Requirement:
The response must consist of each line in the listing that has the word "Serialize" in it.
BEGIN
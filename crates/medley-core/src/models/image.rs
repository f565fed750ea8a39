use chrono::{DateTime, Utc};
use serde::{Deserialize, Serialize};
use utoipa::ToSchema;
use uuid::Uuid;

/// A stored image record.
#[derive(Debug, Clone, Serialize, Deserialize)]
pub struct Image {
    pub id: Uuid,
    pub owner_id: String,
    pub content_id: String,
    pub title: Option<String>,
    pub original_size_bytes: String,
    pub created_at: DateTime<Utc>,
    pub updated_at: DateTime<Utc>,
}

/// Image payload returned by the API.
#[derive(Debug, Serialize, Deserialize, ToSchema)]
pub struct ImageResponse {
    pub id: Uuid,
    pub content_id: String,
    pub title: Option<String>,
    pub original_size_bytes: String,
    pub thumbnail_url: String,
    /// Full-resolution URL, used for download and share.
    pub download_url: String,
    pub created_at: DateTime<Utc>,
    pub updated_at: DateTime<Utc>,
}
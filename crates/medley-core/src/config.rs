//! Configuration module
//!
//! Application configuration is resolved once at process start from the
//! environment (with `.env` support) and validated before anything connects
//! to the database or the media service.

use std::env;

const DB_MAX_CONNECTIONS: u32 = 20;
const DB_TIMEOUT_SECS: u64 = 30;
const MAX_VIDEO_SIZE_MB: usize = 70;
const MAX_IMAGE_SIZE_MB: usize = 10;
const CLOUD_UPLOAD_TIMEOUT_SECS: u64 = 120;
const DEFAULT_CLOUD_API_URL: &str = "https://api.mediacloud.io";
const DEFAULT_CLOUD_DELIVERY_URL: &str = "https://media.mediacloud.io";

/// Application configuration.
#[derive(Clone, Debug)]
pub struct Config {
    pub server_port: u16,
    pub environment: String,
    pub cors_origins: Vec<String>,
    pub database_url: String,
    pub db_max_connections: u32,
    pub db_timeout_seconds: u64,
    /// Shared secret used to verify identity-provider tokens.
    pub auth_token_secret: String,
    // Hosted media service credentials
    pub cloud_name: String,
    pub cloud_api_key: String,
    pub cloud_api_secret: String,
    pub cloud_api_url: String,
    pub cloud_delivery_url: String,
    pub cloud_upload_timeout_seconds: u64,
    // Upload limits
    pub max_video_size_bytes: usize,
    pub max_image_size_bytes: usize,
}

impl Config {
    pub fn from_env() -> Result<Self, anyhow::Error> {
        dotenvy::dotenv().ok();

        let environment = env::var("ENVIRONMENT")
            .or_else(|_| env::var("APP_ENV"))
            .unwrap_or_else(|_| "development".to_string());

        let cors_origins = env::var("CORS_ORIGINS")
            .unwrap_or_else(|_| "*".to_string())
            .split(',')
            .map(|s| s.trim().to_string())
            .filter(|s| !s.is_empty())
            .collect();

        let config = Config {
            server_port: parse_env("SERVER_PORT", 3000)?,
            environment,
            cors_origins,
            database_url: env::var("DATABASE_URL").unwrap_or_default(),
            db_max_connections: parse_env("DB_MAX_CONNECTIONS", DB_MAX_CONNECTIONS)?,
            db_timeout_seconds: parse_env("DB_TIMEOUT_SECONDS", DB_TIMEOUT_SECS)?,
            auth_token_secret: env::var("AUTH_TOKEN_SECRET").unwrap_or_default(),
            cloud_name: env::var("MEDIA_CLOUD_NAME").unwrap_or_default(),
            cloud_api_key: env::var("MEDIA_CLOUD_API_KEY").unwrap_or_default(),
            cloud_api_secret: env::var("MEDIA_CLOUD_API_SECRET").unwrap_or_default(),
            cloud_api_url: env::var("MEDIA_CLOUD_API_URL")
                .unwrap_or_else(|_| DEFAULT_CLOUD_API_URL.to_string()),
            cloud_delivery_url: env::var("MEDIA_CLOUD_DELIVERY_URL")
                .unwrap_or_else(|_| DEFAULT_CLOUD_DELIVERY_URL.to_string()),
            cloud_upload_timeout_seconds: parse_env(
                "CLOUD_UPLOAD_TIMEOUT_SECS",
                CLOUD_UPLOAD_TIMEOUT_SECS,
            )?,
            max_video_size_bytes: parse_env("MAX_VIDEO_SIZE_MB", MAX_VIDEO_SIZE_MB)?
                * 1024
                * 1024,
            max_image_size_bytes: parse_env("MAX_IMAGE_SIZE_MB", MAX_IMAGE_SIZE_MB)?
                * 1024
                * 1024,
        };

        Ok(config)
    }

    /// Fail fast on misconfiguration. The media service credentials are
    /// required at process start; without them every upload would fail.
    pub fn validate(&self) -> Result<(), anyhow::Error> {
        if self.database_url.is_empty() {
            anyhow::bail!("DATABASE_URL is required");
        }
        if self.auth_token_secret.len() < 32 {
            anyhow::bail!("AUTH_TOKEN_SECRET is required and must be at least 32 characters");
        }
        if self.cloud_name.is_empty()
            || self.cloud_api_key.is_empty()
            || self.cloud_api_secret.is_empty()
        {
            anyhow::bail!(
                "Media service credentials not found: set MEDIA_CLOUD_NAME, MEDIA_CLOUD_API_KEY and MEDIA_CLOUD_API_SECRET"
            );
        }
        if self.max_video_size_bytes == 0 || self.max_image_size_bytes == 0 {
            anyhow::bail!("Upload size limits must be greater than zero");
        }
        Ok(())
    }

    /// Check if the application is running in production mode
    pub fn is_production(&self) -> bool {
        let env = self.environment.to_lowercase();
        env == "production" || env == "prod"
    }
}

fn parse_env<T: std::str::FromStr>(name: &str, default: T) -> Result<T, anyhow::Error>
where
    T::Err: std::fmt::Display,
{
    match env::var(name) {
        Ok(raw) => raw
            .parse()
            .map_err(|e| anyhow::anyhow!("Invalid {}: {}", name, e)),
        Err(_) => Ok(default),
    }
}

#[cfg(test)]
mod tests {
    use super::*;

    fn valid_config() -> Config {
        Config {
            server_port: 3000,
            environment: "test".to_string(),
            cors_origins: vec!["*".to_string()],
            database_url: "postgres://localhost/medley".to_string(),
            db_max_connections: 5,
            db_timeout_seconds: 30,
            auth_token_secret: "test-secret-key-min-32-characters-long!!".to_string(),
            cloud_name: "demo".to_string(),
            cloud_api_key: "key".to_string(),
            cloud_api_secret: "secret".to_string(),
            cloud_api_url: DEFAULT_CLOUD_API_URL.to_string(),
            cloud_delivery_url: DEFAULT_CLOUD_DELIVERY_URL.to_string(),
            cloud_upload_timeout_seconds: 120,
            max_video_size_bytes: 70 * 1024 * 1024,
            max_image_size_bytes: 10 * 1024 * 1024,
        }
    }

    #[test]
    fn test_valid_config_passes() {
        assert!(valid_config().validate().is_ok());
    }

    #[test]
    fn test_missing_cloud_credentials_rejected() {
        let mut config = valid_config();
        config.cloud_api_secret = String::new();
        let err = config.validate().unwrap_err();
        assert!(err.to_string().contains("Media service credentials"));
    }

    #[test]
    fn test_missing_database_url_rejected() {
        let mut config = valid_config();
        config.database_url = String::new();
        assert!(config.validate().is_err());
    }

    #[test]
    fn test_short_token_secret_rejected() {
        let mut config = valid_config();
        config.auth_token_secret = "short".to_string();
        assert!(config.validate().is_err());
    }

    #[test]
    fn test_is_production() {
        let mut config = valid_config();
        assert!(!config.is_production());
        config.environment = "Production".to_string();
        assert!(config.is_production());
    }
}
END
Answer box:
use serde::{Deserialize, Serialize};
#[derive(Debug, Clone, Serialize, Deserialize)]
#[derive(Debug, Serialize, Deserialize, ToSchema)]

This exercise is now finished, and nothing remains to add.